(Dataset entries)
BEGIN

// Central Error Type for reporting

use thiserror::Error;

/// Failure of a single report attempt.
///
/// Never raised for skipped reports (opt-out, below threshold, sink
/// unavailable); those complete with `Ok(())`.
#[derive(Error, Debug, Clone, PartialEq, Eq)]
pub enum ReportError {
    #[error("Sink error: {0}")]
    Sink(#[from] crate::port::SinkError),

    #[error("Report task failed: {0}")]
    Task(String),
}

/// Result type alias using ReportError
pub type Result<T> = std::result::Result<T, ReportError>;

impl From<tokio::task::JoinError> for ReportError {
    fn from(err: tokio::task::JoinError) -> Self {
        ReportError::Task(err.to_string())
    }
}
// Reporter configuration

use crate::domain::level::{self, Level};
use serde::{Deserialize, Serialize};

/// How an absent fingerprint appears in the outgoing payload
#[derive(Debug, Clone, Copy, PartialEq, Eq, Default, Serialize, Deserialize)]
#[serde(rename_all = "snake_case")]
pub enum FingerprintPolicy {
    /// Leave the `fingerprint` key out
    #[default]
    Omit,
    /// Emit `"fingerprint": null`
    Null,
}

/// Reporter configuration
///
/// Unknown level tokens fall back to `error` instead of failing to load.
///
/// # Example
/// ```text
/// let config: ReporterConfig = serde_json::from_str(r#"{"minimum_level": "warn"}"#)?;
/// ```
#[derive(Debug, Clone, PartialEq, Eq, Serialize, Deserialize)]
pub struct ReporterConfig {
    #[serde(default, deserialize_with = "level::deserialize_lenient")]
    pub minimum_level: Level,

    #[serde(default)]
    pub fingerprint_policy: FingerprintPolicy,
}

impl Default for ReporterConfig {
    fn default() -> Self {
        Self {
            minimum_level: Level::Error,
            fingerprint_policy: FingerprintPolicy::Omit,
        }
    }
}

impl ReporterConfig {
    /// Config with the given minimum level token (unknown tokens become `error`)
    pub fn with_minimum_level(token: &str) -> Self {
        Self {
            minimum_level: Level::normalize(token),
            ..Self::default()
        }
    }

    pub fn fingerprint_policy(mut self, policy: FingerprintPolicy) -> Self {
        self.fingerprint_policy = policy;
        self
    }
}

#[cfg(test)]
mod tests {
    use super::*;

    #[test]
    fn test_defaults() {
        let config = ReporterConfig::default();
        assert_eq!(config.minimum_level, Level::Error);
        assert_eq!(config.fingerprint_policy, FingerprintPolicy::Omit);

        let parsed: ReporterConfig = serde_json::from_str("{}").unwrap();
        assert_eq!(parsed, config);
    }

    #[test]
    fn test_invalid_level_falls_back_to_error() {
        let parsed: ReporterConfig =
            serde_json::from_str(r#"{"minimum_level": "chatty"}"#).unwrap();
        assert_eq!(parsed.minimum_level, Level::Error);
        assert_eq!(ReporterConfig::with_minimum_level("chatty").minimum_level, Level::Error);
    }

    #[test]
    fn test_explicit_values() {
        let parsed: ReporterConfig = serde_json::from_str(
            r#"{"minimum_level": "warn", "fingerprint_policy": "null"}"#,
        )
        .unwrap();
        assert_eq!(parsed.minimum_level, Level::Warn);
        assert_eq!(parsed.fingerprint_policy, FingerprintPolicy::Null);
    }
}
// Rollbar ReportSink implementation
// reason: reqwest for the HTTP item API

use async_trait::async_trait;
use errorcat_core::port::id_provider::UuidProvider;
use errorcat_core::port::time_provider::SystemTimeProvider;
use errorcat_core::port::{IdProvider, ReportSink, SinkError, TimeProvider};
use errorcat_core::{ReportPayload, ReportableError};
use serde_json::Value;
use std::sync::Arc;
use tracing::{debug, info};

use crate::config::RollbarConfig;
use crate::item::{build_item, ItemStamp};

/// Header carrying the project access token
const ACCESS_TOKEN_HEADER: &str = "X-Rollbar-Access-Token";

/// Sink posting items to the Rollbar API
pub struct RollbarSink {
    client: reqwest::Client,
    config: RollbarConfig,
    id_provider: Arc<dyn IdProvider>,
    time_provider: Arc<dyn TimeProvider>,
}

impl RollbarSink {
    /// Create a new Rollbar sink
    ///
    /// # Example
    /// ```ignore
    /// let sink = RollbarSink::new(RollbarConfig::new(token).environment("production"))?;
    /// ```
    pub fn new(config: RollbarConfig) -> Result<Self, SinkError> {
        Self::with_providers(config, Arc::new(UuidProvider), Arc::new(SystemTimeProvider))
    }

    /// Create a sink with injected item id/timestamp sources
    pub fn with_providers(
        config: RollbarConfig,
        id_provider: Arc<dyn IdProvider>,
        time_provider: Arc<dyn TimeProvider>,
    ) -> Result<Self, SinkError> {
        let client = reqwest::Client::builder()
            .timeout(config.timeout)
            .build()
            .map_err(|e| SinkError::Transport(format!("Failed to build HTTP client: {}", e)))?;

        if config.can_report() {
            info!(
                environment = %config.environment,
                endpoint = %config.endpoint,
                branch = config.branch.as_deref().unwrap_or_default(),
                "Rollbar reporting enabled"
            );
        } else {
            debug!(
                environment = %config.environment,
                "Rollbar reporting disabled (no access token or test environment)"
            );
        }

        Ok(Self {
            client,
            config,
            id_provider,
            time_provider,
        })
    }

    pub fn config(&self) -> &RollbarConfig {
        &self.config
    }

    fn map_transport_error(&self, err: reqwest::Error) -> SinkError {
        if err.is_timeout() {
            SinkError::Timeout(self.config.timeout.as_millis() as u64)
        } else {
            SinkError::Transport(err.to_string())
        }
    }
}

#[async_trait]
impl ReportSink for RollbarSink {
    fn name(&self) -> &str {
        "rollbar"
    }

    fn is_available(&self) -> bool {
        self.config.can_report()
    }

    async fn send(
        &self,
        error: &ReportableError,
        payload: &ReportPayload,
        request: Option<&Value>,
    ) -> Result<(), SinkError> {
        let Some(token) = self.config.access_token.as_deref() else {
            return Err(SinkError::Unavailable("missing access token".to_string()));
        };

        let stamp = ItemStamp {
            uuid: self.id_provider.generate_id(),
            timestamp: self.time_provider.now_secs(),
        };
        let uuid = stamp.uuid.clone();
        let item = build_item(&self.config, error, payload, request, stamp);

        let response = self
            .client
            .post(&self.config.endpoint)
            .header(ACCESS_TOKEN_HEADER, token)
            .json(&item)
            .send()
            .await
            .map_err(|e| self.map_transport_error(e))?;

        let status = response.status();
        if status.is_success() {
            debug!(uuid = %uuid, status = status.as_u16(), "Rollbar accepted item");
            return Ok(());
        }

        let body = response
            .text()
            .await
            .unwrap_or_else(|e| format!("<unreadable body: {}>", e));
        let message = serde_json::from_str::<Value>(&body)
            .ok()
            .and_then(|v| v.get("message").and_then(Value::as_str).map(str::to_string))
            .unwrap_or(body);

        Err(SinkError::Rejected {
            status: status.as_u16(),
            message,
        })
    }
}

#[cfg(test)]
mod tests {
    use super::*;
    use errorcat_core::port::id_provider::FixedIdProvider;
    use errorcat_core::port::time_provider::FixedTimeProvider;
    use errorcat_core::Level;
    use httpmock::prelude::*;
    use serde_json::{json, Map};
    use std::time::Duration;

    fn sink_for(server: &MockServer) -> RollbarSink {
        let config = RollbarConfig::new("secret-token")
            .environment("production")
            .endpoint(server.url("/api/1/item/"));
        RollbarSink::with_providers(
            config,
            Arc::new(FixedIdProvider("item-1".to_string())),
            Arc::new(FixedTimeProvider(1_700_000_000)),
        )
        .unwrap()
    }

    fn payload() -> ReportPayload {
        ReportPayload::new(Level::Error, Some("grp".into()), Map::new())
    }

    #[test]
    fn test_availability_follows_config() {
        let sink = RollbarSink::new(RollbarConfig::default()).unwrap();
        assert!(!sink.is_available());

        let sink = RollbarSink::new(RollbarConfig::new("t").environment("test")).unwrap();
        assert!(!sink.is_available());

        let sink = RollbarSink::new(RollbarConfig::new("t").environment("staging")).unwrap();
        assert!(sink.is_available());
    }

    #[tokio::test]
    async fn test_send_posts_item_with_token() {
        let server = MockServer::start();
        let mock = server.mock(|when, then| {
            when.method(POST)
                .path("/api/1/item/")
                .header(ACCESS_TOKEN_HEADER, "secret-token")
                .json_body_partial(
                    r#"{"data": {"uuid": "item-1", "level": "error", "fingerprint": "grp", "environment": "production"}}"#,
                );
            then.status(200)
                .json_body(json!({"err": 0, "result": {"uuid": "item-1"}}));
        });

        let sink = sink_for(&server);
        let result = sink
            .send(&ReportableError::new("boom"), &payload(), None)
            .await;

        assert!(result.is_ok(), "unexpected error: {result:?}");
        mock.assert();
    }

    #[tokio::test]
    async fn test_send_maps_rejection() {
        let server = MockServer::start();
        let _m = server.mock(|when, then| {
            when.method(POST).path("/api/1/item/");
            then.status(403)
                .json_body(json!({"err": 1, "message": "invalid access token"}));
        });

        let sink = sink_for(&server);
        let err = sink
            .send(&ReportableError::new("boom"), &payload(), None)
            .await
            .unwrap_err();

        assert_eq!(
            err,
            SinkError::Rejected {
                status: 403,
                message: "invalid access token".to_string()
            }
        );
    }

    #[tokio::test]
    async fn test_send_keeps_raw_body_when_not_json() {
        let server = MockServer::start();
        let _m = server.mock(|when, then| {
            when.method(POST).path("/api/1/item/");
            then.status(502).body("bad gateway");
        });

        let sink = sink_for(&server);
        let err = sink
            .send(&ReportableError::new("boom"), &payload(), None)
            .await
            .unwrap_err();

        assert!(matches!(
            err,
            SinkError::Rejected { status: 502, ref message } if message == "bad gateway"
        ));
    }

    #[tokio::test]
    async fn test_send_times_out() {
        let server = MockServer::start();
        let _m = server.mock(|when, then| {
            when.method(POST).path("/api/1/item/");
            then.status(200).delay(Duration::from_millis(500));
        });

        let config = RollbarConfig::new("secret-token")
            .environment("production")
            .endpoint(server.url("/api/1/item/"))
            .timeout(Duration::from_millis(50));
        let sink = RollbarSink::new(config).unwrap();

        let err = sink
            .send(&ReportableError::new("boom"), &payload(), None)
            .await
            .unwrap_err();
        assert_eq!(err, SinkError::Timeout(50));
    }

    #[tokio::test]
    async fn test_send_without_token_is_unavailable() {
        let sink = RollbarSink::new(RollbarConfig::default()).unwrap();
        let err = sink
            .send(&ReportableError::new("boom"), &payload(), None)
            .await
            .unwrap_err();
        assert!(matches!(err, SinkError::Unavailable(_)));
    }
}
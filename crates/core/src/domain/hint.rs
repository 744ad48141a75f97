// Reporting Hint - per-error level/fingerprint overrides

use serde::{Deserialize, Serialize};
use serde_json::Value;

use super::level::Level;

/// Level and fingerprint hints attached to a reportable error.
///
/// `level` holds the caller's raw token. It is not validated here; the
/// reporter resolves it at report time and falls back to its minimum level
/// when the token is unknown.
#[derive(Debug, Clone, Default, PartialEq, Serialize, Deserialize)]
pub struct ReportingHint {
    #[serde(default, skip_serializing_if = "Option::is_none")]
    pub level: Option<String>,
    #[serde(default, skip_serializing_if = "Option::is_none")]
    pub fingerprint: Option<Value>,
}

impl ReportingHint {
    pub fn new() -> Self {
        Self::default()
    }

    pub fn with_level(mut self, level: impl Into<String>) -> Self {
        self.level = Some(level.into());
        self
    }

    pub fn with_fingerprint(mut self, fingerprint: impl Into<Value>) -> Self {
        self.fingerprint = Some(fingerprint.into());
        self
    }

    /// Build a hint from an arbitrary options object.
    ///
    /// Only `level` and `fingerprint` are copied; every other key is dropped.
    /// A non-object input, a non-string `level` or a `null` fingerprint
    /// leave the corresponding field unset.
    pub fn from_value(options: &Value) -> Self {
        let Some(options) = options.as_object() else {
            return Self::default();
        };

        let level = options
            .get("level")
            .and_then(Value::as_str)
            .map(str::to_string);

        let fingerprint = match options.get("fingerprint") {
            None | Some(Value::Null) => None,
            Some(value) => Some(value.clone()),
        };

        Self { level, fingerprint }
    }

    /// The hinted level, if it names one of the known tokens
    pub fn resolved_level(&self) -> Option<Level> {
        self.level.as_deref().and_then(Level::parse)
    }
}

#[cfg(test)]
mod tests {
    use super::*;
    use serde_json::json;

    #[test]
    fn test_from_value_keeps_only_allowed_keys() {
        let hint = ReportingHint::from_value(&json!({
            "level": "info",
            "fingerprint": "grp-1",
            "extra": true,
            "report": false
        }));

        assert_eq!(hint.level.as_deref(), Some("info"));
        assert_eq!(hint.fingerprint, Some(json!("grp-1")));

        let round = serde_json::to_value(&hint).unwrap();
        assert_eq!(round, json!({"level": "info", "fingerprint": "grp-1"}));
    }

    #[test]
    fn test_from_value_non_object_defaults() {
        assert_eq!(ReportingHint::from_value(&json!("error")), ReportingHint::default());
        assert_eq!(ReportingHint::from_value(&Value::Null), ReportingHint::default());
        assert_eq!(ReportingHint::from_value(&json!([1, 2])), ReportingHint::default());
    }

    #[test]
    fn test_from_value_ignores_non_string_level() {
        let hint = ReportingHint::from_value(&json!({"level": 50, "fingerprint": null}));
        assert_eq!(hint, ReportingHint::default());
    }

    #[test]
    fn test_structured_fingerprint_is_kept_as_is() {
        let hint = ReportingHint::from_value(&json!({"fingerprint": {"foo": "bar"}}));
        assert_eq!(hint.fingerprint, Some(json!({"foo": "bar"})));
        assert!(hint.level.is_none());
    }

    #[test]
    fn test_resolved_level() {
        assert_eq!(ReportingHint::new().with_level("warn").resolved_level(), Some(Level::Warn));
        assert_eq!(ReportingHint::new().with_level("loud").resolved_level(), None);
        assert_eq!(ReportingHint::new().resolved_level(), None);
    }
}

END

→ Description of the task: Please go over the data above and copy each line with "reqwest" in it.

→ Finished task:
// reason: reqwest for the HTTP item API
    client: reqwest::Client,
        let client = reqwest::Client::builder()
    fn map_transport_error(&self, err: reqwest::Error) -> SinkError {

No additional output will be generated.